Provided records:
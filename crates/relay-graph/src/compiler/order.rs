//! Dependency-edge expansion and topological ordering.

use std::collections::VecDeque;

use ahash::AHashSet;
use slotmap::SecondaryMap;

use crate::graph::{FrameGraph, PassKey};

use super::CompileError;

///The graph after aggregate endpoints were rewritten to passes and the passes
/// were brought into one global topological order.
pub(crate) struct OrderedGraph {
    ///Every pass, topologically sorted. Ties resolve by declaration order.
    pub order: Vec<PassKey>,
    ///Position of each pass within [Self::order].
    pub position: SecondaryMap<PassKey, usize>,
    ///Distinct intra-frame pass edges (head, tail).
    pub edges: Vec<(PassKey, PassKey)>,
    ///Distinct cross-frame pass edges: tail of frame N waits on head of N-1.
    pub cross_frame: Vec<(PassKey, PassKey)>,
}

///Kahn's algorithm over the pass-level edges. The ready queue is seeded and
/// drained in declaration order so repeated compiles of the same graph
/// schedule identically.
pub(crate) fn sort(graph: &FrameGraph) -> Result<OrderedGraph, CompileError> {
    let mut seen = AHashSet::new();
    let mut edges = Vec::new();
    let mut cross_frame = Vec::new();
    for edge in &graph.edges {
        let head = graph.resolve_head(edge.head)?;
        let tail = graph.resolve_tail(edge.tail)?;
        //parallel edges collapse; a dependency either exists or it doesn't
        if !seen.insert((head, tail, edge.cross_frame)) {
            continue;
        }
        if edge.cross_frame {
            cross_frame.push((head, tail));
        } else {
            edges.push((head, tail));
        }
    }

    let mut in_degree: SecondaryMap<PassKey, usize> =
        graph.passes.keys().map(|k| (k, 0)).collect();
    let mut successors: SecondaryMap<PassKey, Vec<PassKey>> =
        graph.passes.keys().map(|k| (k, Vec::new())).collect();
    for (head, tail) in &edges {
        successors[*head].push(*tail);
        in_degree[*tail] += 1;
    }

    let mut ready: VecDeque<PassKey> = graph
        .pass_order
        .iter()
        .copied()
        .filter(|k| in_degree[*k] == 0)
        .collect();
    let mut order = Vec::with_capacity(graph.passes.len());
    while let Some(pass) = ready.pop_front() {
        order.push(pass);
        for succ in &successors[pass] {
            in_degree[*succ] -= 1;
            if in_degree[*succ] == 0 {
                ready.push_back(*succ);
            }
        }
    }

    if order.len() != graph.passes.len() {
        let unordered = graph
            .pass_order
            .iter()
            .filter(|k| in_degree[**k] > 0)
            .map(|k| graph.passes[*k].name.clone())
            .collect();
        return Err(CompileError::CyclicGraph { unordered });
    }

    let position = order.iter().enumerate().map(|(i, k)| (*k, i)).collect();
    Ok(OrderedGraph {
        order,
        position,
        edges,
        cross_frame,
    })
}
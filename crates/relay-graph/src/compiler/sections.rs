//! Section cutting and section-level dependency resolution.
//!
//! A *section* is a maximal run of consecutive passes on one (thread, queue)
//! pair. A pass ends its section exactly when one of its successors lives on
//! a different (thread, queue) pair or it is the last pass of its thread;
//! incoming cross edges need no cut of their own, the dependency counter
//! holds the whole section back instead. Each section records into a single
//! command list per frame slot and is the unit of submission, fence signaling
//! and dependency counting.

use ahash::AHashSet;
use slotmap::SecondaryMap;

use crate::graph::{FrameGraph, PassKey};

use super::{CompileError, order::OrderedGraph};

pub(crate) struct SectionDesc {
    pub thread: usize,
    pub queue: usize,
    ///Passes in execution order.
    pub passes: Vec<PassKey>,
    ///Distinct predecessor sections, same-queue ones included.
    pub external_dependencies: u32,
    ///Dependent section indices notified when this section submitted.
    pub outputs: Vec<usize>,
    ///Same-frame predecessor sections on *other* queues, waited on via their
    /// fence at the current frame's value.
    pub waits: Vec<usize>,
    ///Predecessor sections waited on at the previous frame's value.
    pub prev_frame_waits: Vec<usize>,
    ///True once anything needs to wait on this section GPU-side.
    pub needs_fence: bool,
}

pub(crate) struct SectionSchedule {
    pub sections: Vec<SectionDesc>,
    pub section_of: SecondaryMap<PassKey, usize>,
    ///Execution order per worker thread.
    pub thread_sections: Vec<Vec<usize>>,
}

pub(crate) fn cut(
    graph: &FrameGraph,
    ordered: &OrderedGraph,
    thread_count: usize,
) -> Result<SectionSchedule, CompileError> {
    //passes with an edge to a different (thread, queue); such an edge forces
    // a boundary after its head so the head's section can submit on its own
    let mut outgoing_cross: AHashSet<PassKey> = AHashSet::default();
    for (head, tail) in &ordered.edges {
        let h = &graph.passes[*head];
        let t = &graph.passes[*tail];
        if (h.thread, h.queue) != (t.thread, t.queue) {
            outgoing_cross.insert(*head);
        }
    }

    let mut sections: Vec<SectionDesc> = Vec::new();
    let mut section_of: SecondaryMap<PassKey, usize> = SecondaryMap::new();
    let mut thread_sections = vec![Vec::new(); thread_count];

    for thread in 0..thread_count {
        let mut current: Option<usize> = None;
        for pass in ordered.order.iter().filter(|k| graph.passes[**k].thread == thread) {
            let decl = &graph.passes[*pass];
            let boundary = match current {
                None => true,
                Some(idx) => {
                    let section = &sections[idx];
                    section.queue != decl.queue
                        || section
                            .passes
                            .last()
                            .is_some_and(|prev| outgoing_cross.contains(prev))
                }
            };
            if boundary {
                let idx = sections.len();
                sections.push(SectionDesc {
                    thread,
                    queue: decl.queue,
                    passes: Vec::new(),
                    external_dependencies: 0,
                    outputs: Vec::new(),
                    waits: Vec::new(),
                    prev_frame_waits: Vec::new(),
                    needs_fence: false,
                });
                thread_sections[thread].push(idx);
                current = Some(idx);
            }
            let idx = current.ok_or(CompileError::Internal("section cursor lost"))?;
            sections[idx].passes.push(*pass);
            section_of.insert(*pass, idx);
        }
    }

    //distinct section-to-section relationships drive the dependency counters;
    // only cross-queue ones additionally need a fence
    let mut relations: AHashSet<(usize, usize)> = AHashSet::default();
    for (head, tail) in &ordered.edges {
        let sh = section_of[*head];
        let st = section_of[*tail];
        if sh == st || !relations.insert((sh, st)) {
            continue;
        }
        sections[st].external_dependencies += 1;
        sections[sh].outputs.push(st);
        if sections[sh].queue != sections[st].queue {
            sections[st].waits.push(sh);
            sections[sh].needs_fence = true;
        }
    }

    //cross-frame edges never count into the same-frame counters; they only
    // order submissions against the previous frame's fence values
    let mut prev_relations: AHashSet<(usize, usize)> = AHashSet::default();
    for (head, tail) in &ordered.cross_frame {
        let sh = section_of[*head];
        let st = section_of[*tail];
        if !prev_relations.insert((sh, st)) {
            continue;
        }
        sections[st].prev_frame_waits.push(sh);
        sections[sh].needs_fence = true;
    }

    Ok(SectionSchedule {
        sections,
        section_of,
        thread_sections,
    })
}

#[cfg(test)]
mod tests {
    use super::*;
    use crate::{compiler::order, graph::PassFn};

    fn noop() -> PassFn {
        Box::new(|_| Ok(()))
    }

    #[test]
    fn unrelated_passes_on_one_thread_share_a_section() {
        let mut graph = FrameGraph::new();
        let a = graph.add_pass("a", 0, 0, noop());
        let b = graph.add_pass("b", 0, 0, noop());
        graph.add_dependency(a, b).unwrap();

        let ordered = order::sort(&graph).unwrap();
        let schedule = cut(&graph, &ordered, 1).unwrap();
        assert_eq!(schedule.sections.len(), 1);
        assert_eq!(schedule.sections[0].passes, vec![a, b]);
        assert_eq!(schedule.sections[0].external_dependencies, 0);
    }

    #[test]
    fn cross_thread_edge_cuts_at_the_boundary() {
        //a -> b with b on another thread, then c back on the first thread
        // depending on b: the first thread must split around the excursion
        let mut graph = FrameGraph::new();
        let a = graph.add_pass("a", 0, 0, noop());
        let b = graph.add_pass("b", 1, 0, noop());
        let c = graph.add_pass("c", 0, 0, noop());
        graph.add_dependency(a, b).unwrap();
        graph.add_dependency(b, c).unwrap();

        let ordered = order::sort(&graph).unwrap();
        let schedule = cut(&graph, &ordered, 2).unwrap();
        assert_eq!(schedule.sections.len(), 3);
        assert_ne!(schedule.section_of[a], schedule.section_of[c]);

        let sb = &schedule.sections[schedule.section_of[b]];
        let sc = &schedule.sections[schedule.section_of[c]];
        assert_eq!(sb.external_dependencies, 1);
        assert_eq!(sc.external_dependencies, 1);
        //same queue everywhere, so ordering rides on submission order alone
        assert!(sb.waits.is_empty() && sc.waits.is_empty());
        assert!(!schedule.sections.iter().any(|s| s.needs_fence));
    }

    #[test]
    fn queue_change_cuts_even_on_one_thread() {
        let mut graph = FrameGraph::new();
        let a = graph.add_pass("a", 0, 0, noop());
        let b = graph.add_pass("b", 0, 1, noop());
        graph.add_dependency(a, b).unwrap();

        let ordered = order::sort(&graph).unwrap();
        let schedule = cut(&graph, &ordered, 1).unwrap();
        assert_eq!(schedule.sections.len(), 2);

        let sa = &schedule.sections[schedule.section_of[a]];
        let sb = &schedule.sections[schedule.section_of[b]];
        assert!(sa.needs_fence);
        assert_eq!(sb.waits, vec![schedule.section_of[a]]);
    }

    #[test]
    fn fan_in_counts_every_distinct_predecessor_section() {
        let mut graph = FrameGraph::new();
        let heads: Vec<_> = (0..3)
            .map(|i| graph.add_pass(format!("h{i}"), i + 1, 0, noop()))
            .collect();
        let sink = graph.add_pass("sink", 0, 0, noop());
        for head in &heads {
            graph.add_dependency(*head, sink).unwrap();
        }

        let ordered = order::sort(&graph).unwrap();
        let schedule = cut(&graph, &ordered, 4).unwrap();
        let s = &schedule.sections[schedule.section_of[sink]];
        assert_eq!(s.external_dependencies, 3);
    }

    #[test]
    fn cross_edge_tails_do_not_cut_their_thread() {
        //only the head side of a cross edge ends a section; the tail merges
        // into whatever its own thread was recording anyway
        let mut graph = FrameGraph::new();
        let a = graph.add_pass("a", 0, 0, noop());
        let b = graph.add_pass("b", 1, 0, noop());
        let x = graph.add_pass("x", 0, 0, noop());
        graph.add_dependency(b, x).unwrap();

        let ordered = order::sort(&graph).unwrap();
        let schedule = cut(&graph, &ordered, 2).unwrap();
        assert_eq!(schedule.sections.len(), 2);
        assert_eq!(schedule.section_of[a], schedule.section_of[x]);

        let s = &schedule.sections[schedule.section_of[x]];
        assert_eq!(s.passes, vec![a, x]);
        assert_eq!(s.external_dependencies, 1);
    }

    #[test]
    fn cross_frame_edges_do_not_feed_the_counter() {
        let mut graph = FrameGraph::new();
        let pass = graph.add_pass("feedback", 0, 0, noop());
        graph.add_cross_frame_dependency(pass, pass).unwrap();

        let ordered = order::sort(&graph).unwrap();
        let schedule = cut(&graph, &ordered, 1).unwrap();
        let s = &schedule.sections[0];
        assert_eq!(s.external_dependencies, 0);
        assert_eq!(s.prev_frame_waits, vec![0]);
        assert!(s.needs_fence);
    }
}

Task requirements:
Every line above from the line with "counters; they only" to the line with "for (head, tail) in &ordered.cross_frame" is wanted, ends included; write them out exactly and add no other line.

Output for this task:
    //cross-frame edges never count into the same-frame counters; they only
    // order submissions against the previous frame's fence values
    let mut prev_relations: AHashSet<(usize, usize)> = AHashSet::default();
    for (head, tail) in &ordered.cross_frame {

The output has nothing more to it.